Both the title and accompanying illustration hint at the comic nature of Peter De Vries’ Slouching Towards Kalamazoo (1983). The slouching is mainly done by Anthony Thrasher, a precocious reader and indifferent student, already held back one grade for his preference for unassigned modernist literature over assigned facts about history and foreign nations, and in danger of repeating yet another year if he cannot convince his quick-witted, proto-feminist teacher Maggie Doubloon, a “modern Hester Prynne,” to give him a passing grade.

De Vries was writing in the early 1980s – allegedly inspired by a story told to him by his son – but Slouching takes place in the early 1960s, with the advent of the birth control pill and the subsequent dawning of the sexual revolution, and poor Anthony Thrasher is thrust into the middle of it. After a frustrating tutoring session, in which Anthony amply displays both his intellectual potential and his disdain for his formal education, he and Maggie go to bed together, “like uncertain dancers learning a new step,” setting in motion the rest of the plot: a small-town teacher, with no husband, growing visibly pregnant, and a 15-year-old boy, the son of the local preacher, responsible. With such a setup, a different author could take this in a dramatic direction, but De Vries is not Hawthorne, and his Anthony Thrasher, responding to a question of his teacher’s bedroom performance, offers not a scarlet A but “an A plus.”

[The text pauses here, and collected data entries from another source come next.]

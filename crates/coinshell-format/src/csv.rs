//! CSV output format.

use coinshell_types::{Candle, Cell, Table};
use std::io::Write;

use crate::{FormatError, Formatter};

/// CSV formatter.
#[derive(Debug, Clone)]
pub struct CsvFormatter {
    /// Field delimiter (default: comma).
    delimiter: char,
}

impl Default for CsvFormatter {
    fn default() -> Self {
        Self::new()
    }
}

impl CsvFormatter {
    /// Creates a new CSV formatter with default settings.
    #[must_use]
    pub const fn new() -> Self {
        Self { delimiter: ',' }
    }

    /// Creates a tab-separated values (TSV) formatter.
    #[must_use]
    pub const fn tsv() -> Self {
        Self { delimiter: '\t' }
    }

    /// Quotes a field when it contains the delimiter, quotes or line breaks.
    fn escape(&self, field: &str) -> String {
        if field.contains([self.delimiter, '"', '\n', '\r']) {
            format!("\"{}\"", field.replace('"', "\"\""))
        } else {
            field.to_string()
        }
    }

    fn field(&self, cell: &Cell) -> String {
        match cell {
            Cell::Date(d) => d.format("%Y-%m-%dT%H:%M:%SZ").to_string(),
            other => self.escape(&other.to_string()),
        }
    }

    fn write_line<W: Write, I>(&self, writer: &mut W, fields: I) -> Result<(), FormatError>
    where
        I: IntoIterator<Item = String>,
    {
        let line = fields
            .into_iter()
            .collect::<Vec<_>>()
            .join(&self.delimiter.to_string());
        writeln!(writer, "{line}")?;
        Ok(())
    }
}

impl Formatter for CsvFormatter {
    fn write_table<W: Write + Send>(
        &self,
        table: &Table,
        mut writer: W,
    ) -> Result<(), FormatError> {
        self.write_line(&mut writer, table.columns().iter().map(|c| self.escape(c)))?;
        for row in table.rows() {
            self.write_line(&mut writer, row.iter().map(|cell| self.field(cell)))?;
        }
        Ok(())
    }

    fn write_candles<W: Write + Send>(
        &self,
        candles: &[Candle],
        _title: &str,
        mut writer: W,
    ) -> Result<(), FormatError> {
        let d = self.delimiter;

        writeln!(writer, "timestamp{d}open{d}high{d}low{d}close{d}volume")?;
        for c in candles {
            writeln!(
                writer,
                "{}{d}{}{d}{}{d}{}{d}{}{d}{}",
                c.timestamp.format("%Y-%m-%dT%H:%M:%SZ"),
                c.open,
                c.high,
                c.low,
                c.close,
                c.volume
            )?;
        }

        Ok(())
    }
}

#[cfg(test)]
mod tests {
    use super::*;
    use chrono::{TimeZone, Utc};
    use std::io::Cursor;

    fn create_test_table() -> Table {
        let mut table = Table::new(["name", "price", "listed"]);
        let listed = Utc.with_ymd_and_hms(2024, 1, 15, 12, 30, 45).unwrap();
        table.push_row(vec![Cell::text("Bitcoin"), Cell::Float(42000.5), Cell::Date(listed)]);
        table.push_row(vec![Cell::text("Foo, \"Bar\""), Cell::Empty, Cell::Empty]);
        table
    }

    #[test]
    fn test_csv_table() {
        let formatter = CsvFormatter::new();
        let mut output = Cursor::new(Vec::new());

        formatter.write_table(&create_test_table(), &mut output).unwrap();

        let result = String::from_utf8(output.into_inner()).unwrap();
        let lines: Vec<&str> = result.lines().collect();
        assert_eq!(lines[0], "name,price,listed");
        assert_eq!(lines[1], "Bitcoin,42000.5,2024-01-15T12:30:45Z");
        assert_eq!(lines[2], "\"Foo, \"\"Bar\"\"\",,");
    }

    #[test]
    fn test_tsv_candles() {
        let formatter = CsvFormatter::tsv();
        let ts = Utc.with_ymd_and_hms(2024, 1, 1, 0, 0, 0).unwrap();
        let candles = vec![Candle::new(ts, 1.0, 2.0, 0.5, 1.5, 10.0)];
        let mut output = Cursor::new(Vec::new());

        formatter.write_candles(&candles, "", &mut output).unwrap();

        let result = String::from_utf8(output.into_inner()).unwrap();
        assert!(result.starts_with("timestamp\topen\thigh"));
        assert!(result.contains("2024-01-01T00:00:00Z\t1\t2\t0.5\t1.5\t10"));
    }
}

In her review of Slouching Towards Kalamazoo in the New York Times, Michiko Kakutani faulted the novel’s narrative as little more than an excuse for its one-liners, and faulted these for unoriginality and a “prejudicial edge.” For my part, I found the jokes clever and the “prejudicial edge” dull enough. Here, for example, is Anthony launching into a characteristic aside on “indomitable Womankind,” after accompanying his mother to deliver Christmas cards in the midst of a blizzard: “I have suffered at its hands seduction, scandalmongering, chicanery, garrulity, silence, false witness, non sequitur, prune whip, and quotation out of context, but respect has endured and affection prospered.” The litany of complaints ranges from Biblical (“false witness”) to contradictory (garrulity and silence) to comical (prune whip, as I only discovered by looking it up, is not a disciplinary instrument but a dish), making for a rather harmless indictment. And that aforementioned mixing of sacred and profane is part of this novel’s larger quarry, for in one of its climactic moments, at a town debate between the local preacher, Anthony’s father, and the town atheist over the existence of god and the validity of religious belief, both men manage to persuade each other of the merit’s of their cause: the atheist becomes a convert, and the preacher loses his faith.

It is true, to give Kakutani credit, that De Vries does not have larger ambitions here than to provoke his reader to thoughtful laughter, but the laughs are frequent and the thoughts interesting, but Slouching cannot fairly be described as “tedious reading” by anyone with a sense of humour.